By Frank Moher
The massive article, “Anatomy of the G20,” published by the Toronto Star last Friday, is a curious document indeed, especially coming from a newspaper that has taken a hard editorial line against the police’s actions that weekend. It feels like one of those articles that has gone all wonky as higher-ups got their hands on it and started messing around for political reasons.
For example, why, in an article that purports to be “The story from both sides of the fence,” devote the lede and end to police explanations that are intended to be exculpatory? One reason might be that this is an old journalistic strategy to give an article a point-of-view without actually articulating it. About 200 words in, Toronto Police Chief Bill Blair is depicted as heroically marching into the TPS command centre and, despite his concerns about subverting standard operating procedure, ordering that the protestors and assorted bystanders kettled at Queen and Spadina be released. “I went to the command centre and I said, ‘I believe now is the appropriate time to end this thing. End this thing,'” he declaims.
Blair was apparently a widely-admired police chief before his lost weekend; with PR like this, it won’t take him long to regain his standing, or at least his self-image.
Later, this:
“The black bloc was growing. And for police, the timing couldn’t have been worse. Just two blocks north, a military repatriation ceremony was underway. The body of Sgt. Jimmy MacNeil, killed in Afghanistan on June 21, was being transported to the coroner’s office, just north of where the boisterous rally was headed.
“According to Blair, about 30 black-clad protesters began breaking off from the crowd and moving north toward the coroner’s office.”
And:
“Police say their lines were stretched thin; officers could not disengage from their responsibilities. At one point, police were facilitating the transportation of a kidney to a downtown hospital, according to Insp. Scott Weidmark, a planner stationed at the command centre.”

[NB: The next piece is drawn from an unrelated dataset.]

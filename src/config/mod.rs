/// Database configuration and connection management
pub mod database;

/// Application settings from `config.toml` and environment variables
pub mod settings;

So there you have it: not only were Blair’s forces protecting the city — sort of — they were also protecting the remains of a Canadian soldier and making sure those raving anarchists didn’t steal the kidney of a needy recipient. I’m not suggesting the Star is in the propaganda business — but it might consider it as a hedge against declining journalism revenues.

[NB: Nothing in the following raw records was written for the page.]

//! Music notifications and the publisher that posts them.

use super::{
    filters::FilterLabel,
    track::{Track, format_length},
};
use crate::platform::ChannelMessenger;
use std::{fmt::Write as _, sync::Arc};
use tracing::warn;

/// Entries shown by a queue view.
pub const QUEUE_VIEW_LEN: usize = 5;

#[derive(Debug, Clone, Copy, PartialEq, Eq)]
pub enum DisconnectReason {
    /// Nobody listened for the whole idle timeout
    Idle,
    /// The bot was removed from its voice channel
    ChannelLeft,
    /// A member asked the bot to leave
    Requested,
}

/// Something worth telling a guild about its music session.
#[derive(Debug, Clone, PartialEq, Eq)]
pub enum Notification {
    NowPlaying {
        track: Track,
        position: usize,
    },
    Enqueued {
        title: String,
        count: usize,
        total_length: u64,
        position: usize,
    },
    QueueView {
        current: Option<Track>,
        upcoming: Vec<Track>,
        total: usize,
    },
    Disconnected(DisconnectReason),
    Paused,
    Resumed,
    Skipped {
        next: Option<Track>,
    },
    Stopped,
    LoopChanged(bool),
    VolumeChanged(u16),
    FilterAdded(FilterLabel),
    FilterRemoved(FilterLabel),
}

impl Notification {
    /// Message text for the chat channel.
    #[must_use]
    pub fn render(&self) -> String {
        match self {
            Self::NowPlaying { track, position } => format!(
                "🎶 Now playing **{}** by {} `[{}]` (#{position})",
                track.display(),
                track.info.author,
                format_length(track.info.length)
            ),
            Self::Enqueued {
                title,
                count: 1,
                total_length,
                position,
            } => format!(
                "➕ Added **{title}** `[{}]` to the queue at position {position}",
                format_length(*total_length)
            ),
            Self::Enqueued {
                title,
                count,
                total_length,
                position,
            } => format!(
                "➕ Added {count} tracks from **{title}** `[{}]` starting at position {position}",
                format_length(*total_length)
            ),
            Self::QueueView {
                current,
                upcoming,
                total,
            } => render_queue(current.as_ref(), upcoming, *total),
            Self::Disconnected(DisconnectReason::Idle) => {
                "👋 Left the voice channel after being idle".to_string()
            }
            Self::Disconnected(DisconnectReason::ChannelLeft) => {
                "👋 Disconnected from the voice channel".to_string()
            }
            Self::Disconnected(DisconnectReason::Requested) => "👋 Bye!".to_string(),
            Self::Paused => "⏸️ Paused".to_string(),
            Self::Resumed => "▶️ Resumed".to_string(),
            Self::Skipped { next: Some(track) } => {
                format!("⏭️ Skipped, now playing **{}**", track.title())
            }
            Self::Skipped { next: None } => "⏭️ Skipped, the queue is now empty".to_string(),
            Self::Stopped => "⏹️ Stopped playback and cleared the queue".to_string(),
            Self::LoopChanged(true) => "🔂 Looping the current track".to_string(),
            Self::LoopChanged(false) => "➡️ Looping disabled".to_string(),
            Self::VolumeChanged(volume) => format!("🔊 Volume set to {volume}%"),
            Self::FilterAdded(label) => format!("🎛️ Enabled the `{label}` filter"),
            Self::FilterRemoved(label) => format!("🎛️ Disabled the `{label}` filter"),
        }
    }
}

fn render_queue(current: Option<&Track>, upcoming: &[Track], total: usize) -> String {
    let mut out = String::new();
    match current {
        Some(track) => {
            let _ = writeln!(out, "**Now playing:** {}", track.display());
        }
        None => out.push_str("**Nothing is playing**\n"),
    }
    if upcoming.is_empty() {
        out.push_str("The queue is empty");
        return out;
    }
    for (i, track) in upcoming.iter().enumerate() {
        let _ = writeln!(
            out,
            "`{}.` {} `[{}]`",
            i + 1,
            track.title(),
            format_length(track.info.length)
        );
    }
    if total > upcoming.len() {
        let _ = write!(out, "...and {} more", total - upcoming.len());
    }
    out.trim_end().to_string()
}

/// Posts notifications to the channel a guild last used for a music command.
#[derive(Clone)]
pub struct NotificationPublisher {
    messenger: Arc<dyn ChannelMessenger>,
}

impl NotificationPublisher {
    #[must_use]
    pub fn new(messenger: Arc<dyn ChannelMessenger>) -> Self {
        Self { messenger }
    }

    /// Posts unconditionally. Dropped when no channel is known.
    pub async fn announce(&self, channel_id: Option<u64>, notification: &Notification) {
        let Some(channel_id) = channel_id else {
            return;
        };
        if let Err(e) = self
            .messenger
            .send_message(channel_id, &notification.render())
            .await
        {
            warn!(channel_id, "Failed to post music notification: {e}");
        }
    }

    /// Posts only when the guild has alerts enabled.
    pub async fn alert(
        &self,
        channel_id: Option<u64>,
        alerts_enabled: bool,
        notification: &Notification,
    ) {
        if alerts_enabled {
            self.announce(channel_id, notification).await;
        }
    }
}
//! Economy account entity - wallet, bank and inventory per guild member.

use sea_orm::entity::prelude::*;
use serde::{Deserialize, Serialize};

/// Economy account database model
#[derive(Clone, Debug, PartialEq, Eq, DeriveEntityModel, Serialize, Deserialize)]
#[sea_orm(table_name = "economy_users")]
pub struct Model {
    /// Discord guild ID
    #[sea_orm(primary_key, auto_increment = false)]
    pub guild_id: String,
    /// Discord user ID
    #[sea_orm(primary_key, auto_increment = false)]
    pub user_id: String,
    /// Spendable balance
    pub wallet: i64,
    /// Saved balance
    pub bank: i64,
    /// JSON-encoded list of owned shop item ids (a multiset, order preserved)
    #[sea_orm(column_type = "Text")]
    pub items: String,
}

#[derive(Copy, Clone, Debug, EnumIter, DeriveRelation)]
pub enum Relation {}

impl ActiveModelBehavior for ActiveModel {}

My favourite bit: “Officers ordered people to move out of the way but Emomotimi Azorbo, a deaf man, failed to hear police demands and was arrested.” He failed to hear them? Damn those deaf people; they’ll just have to try harder to hear.

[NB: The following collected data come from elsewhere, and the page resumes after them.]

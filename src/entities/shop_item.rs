//! Shop item entity - items a guild sells for wallet currency.
//!
//! Items can require a role to be bought and can grant a role on purchase.

use sea_orm::entity::prelude::*;
use serde::{Deserialize, Serialize};

/// Shop item database model
#[derive(Clone, Debug, PartialEq, Eq, DeriveEntityModel, Serialize, Deserialize)]
#[sea_orm(table_name = "shop_items")]
pub struct Model {
    /// Generated opaque identifier
    #[sea_orm(primary_key, auto_increment = false)]
    pub item_id: String,
    /// Discord guild ID the item belongs to
    pub guild_id: String,
    /// Display name, unique within the guild
    pub name: String,
    pub description: String,
    /// Price in wallet currency, always positive
    pub price: i64,
    /// Message shown to the buyer after a purchase
    pub reply_message: Option<String>,
    /// Role a member must hold to buy the item
    pub required_role: Option<String>,
    /// Role granted to the buyer
    pub given_role: Option<String>,
}

#[derive(Copy, Clone, Debug, EnumIter, DeriveRelation)]
pub enum Relation {}

impl ActiveModelBehavior for ActiveModel {}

Look, the Star has acquitted itself better in reporting and following-up on the G20 than any other of our major news organizations. It has certainly done better than the CBC, which was hopelessly weighed down by the hardware of television, or Maclean’s, which revealed that it really will put anything on its cover. But that doesn’t forgive the basic failings of this piece, which are most evident in the questions it begs but doesn’t pursue. “By early afternoon [on Friday], police were already ringing the site, searching people’s bags and confiscating potential weapons”? Er, um, weren’t those searches illegal? And what potential weapons did they confiscate, given that they had nothing significant to show the press days later?
“Two undercover agents had infiltrated [the Blac Block]”? Why then did Blair not know “beforehand of the intent of this group to engage in criminal acts away from the summit site”? And if the answer is, well, you can’t know everything, how is it police were so sure, once the vandals allegedly melted into the crowd at Queens Park, that “they weren’t done,” and used that as a pretext to attack peaceful protestors?
A police cruiser was abandoned on Queens because “A handful of black bloc members — now revealing a cache of golf balls and hammers — engulfed the lone car and began smashing its windows and lights”? Okay, but what about that other “abandoned cruiser” with “‘murderer’ scrawled on its hood,” the one at King and Bay? If anyone’s explained what it was doing sitting there, I’ve yet to see it. The Star doesn’t ask.
There’s a lot the Star doesn’t ask.
While the paper’s columnists continue to hold authorities to account, per Thomas Walkom’s“The G20 protests and judicial farce,” it’s prominently played big pieces such as this one that tend to seep into the public mind and become the accepted version of events. If the Star‘s going to take them on, it needs to do the job properly — or at least not let them become vehicles for authorities trying to explain away their criminal behaviour.
Fyoder Larue says
I think you’re bang on suspecting editorial interference from higher up. The slide into fascism is a top down process which can only be prevented by resistance from below. Governments in BC, Alberta, and Ontario, as well as federal are exhibiting this trend. Credit needs to be given to the people of BC for resisting the HST, though the outcome of the petition action remains to be seen. Apathy and ignorance are dangerous, even here in little ol’ Canada where everyone is nice, and shit like people’s charter rights being stomped on with impunity by police at the G20 just doesn’t happen. Except it did.